Dans une lettre, également transmise au secrétaire général Ban Ki-moon, l’ambassadeur israélien aux Nations unies Ron Prosor a exhorté les 15 membres du Conseil de sécurité à « condamner le Hezbollah sans équivoque et publiquement ».

« Israël ne restera pas les bras croisés alors que le Hezbollah vise des Israéliens », a expliqué Prosor.

« Israël ne tolèrera aucune attaque sur son territoire, fera usage de son droit à la légitime défense et prendra toutes les mesures nécessaires pour protéger sa population », a-t-il poursuivi, quelques heures après que deux soldats israéliens ont été tués et sept autres blessés dans une attaque revendiquée par le mouvement libanais chiite.
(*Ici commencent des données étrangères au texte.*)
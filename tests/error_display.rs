//! Display and source chains of ClientError

use iridium_centrifugo::{ClientError, ConnectionState, decode_frame};
use std::error::Error;
use std::io;
use std::time::Duration;

#[test]
fn malformed_frame_display_and_source() {
    let err = decode_frame(b"{oops").unwrap_err();
    assert!(matches!(err, ClientError::MalformedFrame(_)));
    assert!(format!("{}", err).starts_with("malformed frame:"));
    assert!(err.source().is_some());
}

#[test]
fn unexpected_reply_display() {
    let err = ClientError::UnexpectedReply {
        method: "message".into(),
        reason: "missing field `channel`".into(),
    };
    assert_eq!(
        format!("{}", err),
        "unexpected 'message' reply: missing field `channel`"
    );
}

#[test]
fn broker_error_display() {
    let err = ClientError::Broker {
        channel: Some("secret".into()),
        error: "permission denied".into(),
    };
    assert_eq!(
        format!("{}", err),
        "broker error on channel secret: permission denied"
    );

    let err = ClientError::Broker {
        channel: None,
        error: "invalid token".into(),
    };
    assert_eq!(format!("{}", err), "broker error on channel <none>: invalid token");
}

#[test]
fn illegal_transition_display() {
    let err = ClientError::IllegalTransition {
        from: ConnectionState::Closed,
        to: ConnectionState::Connecting,
    };
    assert_eq!(format!("{}", err), "illegal transition from closed to connecting");
}

#[test]
fn connection_lost_and_timeout_display() {
    let err = ClientError::ConnectionLost("no traffic for 30s".into());
    assert_eq!(format!("{}", err), "connection lost: no traffic for 30s");

    let err = ClientError::HandshakeTimeout(Duration::from_secs(1));
    assert_eq!(format!("{}", err), "handshake timed out after 1s");
}

#[test]
fn io_error_converts() {
    let io_err = io::Error::new(io::ErrorKind::ConnectionRefused, "connection refused");
    let err: ClientError = io_err.into();
    assert!(matches!(err, ClientError::Io(_)));
    assert!(format!("{}", err).contains("connection refused"));
}

#[test]
fn error_debug() {
    let err = ClientError::Credential("no key".into());
    assert!(format!("{:?}", err).contains("Credential"));
    assert_eq!(format!("{}", err), "credential error: no key");
}
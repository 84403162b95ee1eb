//! Shared fixtures: an in-memory transport whose far end the test plays
//! as the broker.
#![allow(dead_code)]

use async_trait::async_trait;
use bytes::Bytes;
use iridium_centrifugo::{ClientError, Connector, Transport, TransportEvent, TransportOptions};
use serde_json::Value;
use std::sync::Arc;
use std::sync::atomic::{AtomicUsize, Ordering};
use std::time::Duration;
use tokio::sync::mpsc;

/// Broker half of one in-memory connection.
pub struct BrokerSide {
    from_client: mpsc::UnboundedReceiver<Bytes>,
    to_client: mpsc::UnboundedSender<TransportEvent>,
}

impl BrokerSide {
    /// Next frame the client wrote, parsed as JSON. `None` once the client
    /// dropped or closed its end.
    pub async fn recv(&mut self) -> Option<Value> {
        let bytes = tokio::time::timeout(Duration::from_secs(3600), self.from_client.recv())
            .await
            .ok()??;
        Some(serde_json::from_slice(&bytes).expect("client sent invalid json"))
    }

    pub fn try_recv(&mut self) -> Option<Value> {
        self.from_client
            .try_recv()
            .ok()
            .map(|b| serde_json::from_slice(&b).expect("client sent invalid json"))
    }

    pub fn reply(&self, value: Value) {
        let _ = self
            .to_client
            .send(TransportEvent::Message(Bytes::from(value.to_string())));
    }

    pub fn reply_raw(&self, raw: &'static [u8]) {
        let _ = self
            .to_client
            .send(TransportEvent::Message(Bytes::from_static(raw)));
    }

    pub fn reply_connected(&self) {
        self.reply(serde_json::json!({
            "uid": "1",
            "method": "connect",
            "body": {"version": "1.7.3", "client": "c1", "expires": false, "expired": false, "ttl": 0}
        }));
    }

    /// Hang up from the broker side.
    pub fn hang_up(self) {
        let _ = self.to_client.send(TransportEvent::Closed);
    }
}

/// Connector handing each new connection's broker half to the test.
#[derive(Clone)]
pub struct MemoryConnector {
    accepted: mpsc::UnboundedSender<BrokerSide>,
    opens: Arc<AtomicUsize>,
    closes: Arc<AtomicUsize>,
}

pub struct MemoryBroker {
    accepted: mpsc::UnboundedReceiver<BrokerSide>,
    opens: Arc<AtomicUsize>,
    closes: Arc<AtomicUsize>,
}

impl MemoryBroker {
    pub async fn accept(&mut self) -> BrokerSide {
        self.accepted.recv().await.expect("connector dropped")
    }

    pub fn try_accept(&mut self) -> Option<BrokerSide> {
        self.accepted.try_recv().ok()
    }

    /// Transports opened so far.
    pub fn opens(&self) -> usize {
        self.opens.load(Ordering::SeqCst)
    }

    /// Graceful closes performed by the client.
    pub fn closes(&self) -> usize {
        self.closes.load(Ordering::SeqCst)
    }
}

pub fn memory_transport() -> (MemoryConnector, MemoryBroker) {
    let (tx, rx) = mpsc::unbounded_channel();
    let opens = Arc::new(AtomicUsize::new(0));
    let closes = Arc::new(AtomicUsize::new(0));
    (
        MemoryConnector {
            accepted: tx,
            opens: opens.clone(),
            closes: closes.clone(),
        },
        MemoryBroker {
            accepted: rx,
            opens,
            closes,
        },
    )
}

struct MemoryTransport {
    to_broker: mpsc::UnboundedSender<Bytes>,
    events: mpsc::UnboundedReceiver<TransportEvent>,
    closes: Arc<AtomicUsize>,
}

#[async_trait]
impl Connector for MemoryConnector {
    async fn open(
        &self,
        _url: &str,
        _options: &TransportOptions,
    ) -> iridium_centrifugo::Result<Box<dyn Transport>> {
        let (to_broker, from_client) = mpsc::unbounded_channel();
        let (to_client, events) = mpsc::unbounded_channel();
        self.opens.fetch_add(1, Ordering::SeqCst);
        self.accepted
            .send(BrokerSide {
                from_client,
                to_client,
            })
            .map_err(|_| ClientError::ConnectionLost("broker gone".into()))?;
        Ok(Box::new(MemoryTransport {
            to_broker,
            events,
            closes: self.closes.clone(),
        }))
    }
}

#[async_trait]
impl Transport for MemoryTransport {
    async fn send(&mut self, payload: Bytes) -> iridium_centrifugo::Result<()> {
        self.to_broker
            .send(payload)
            .map_err(|_| ClientError::TransportSend("broker side dropped".into()))
    }

    async fn next_event(&mut self) -> TransportEvent {
        self.events.recv().await.unwrap_or(TransportEvent::Closed)
    }

    async fn close(&mut self) {
        self.closes.fetch_add(1, Ordering::SeqCst);
        self.events.close();
    }
}

/// Deterministic signer for tests.
pub fn test_signer(user: &str, timestamp: &str, _info: &str) -> String {
    format!("{}:{}", user, timestamp)
}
En représailles, Israël a bombardé plusieurs villages dans le sud du Liban, où se trouvent des positions de l’armée libanaise et de la Force intérimaire des Nations-Unie au Liban (Finul), chargée de surveiller la frontière israélo-libanaise.

Un casque bleu espagnol est mort suite à ces violences.

L’ambassadeur israélien à l’ONU a également exigé que le Hezbollah, contre lequel Israël a mené un conflit sanglant en 2006, soit désarmé.

Des incidents ont régulièrement lieu le long de la Ligne bleue, qui fixe la frontière libano-israélienne selon le tracé dessiné par l’ONU après le retrait israélien mettant fin en 2000 à 22 ans d’occupation du sud du Liban.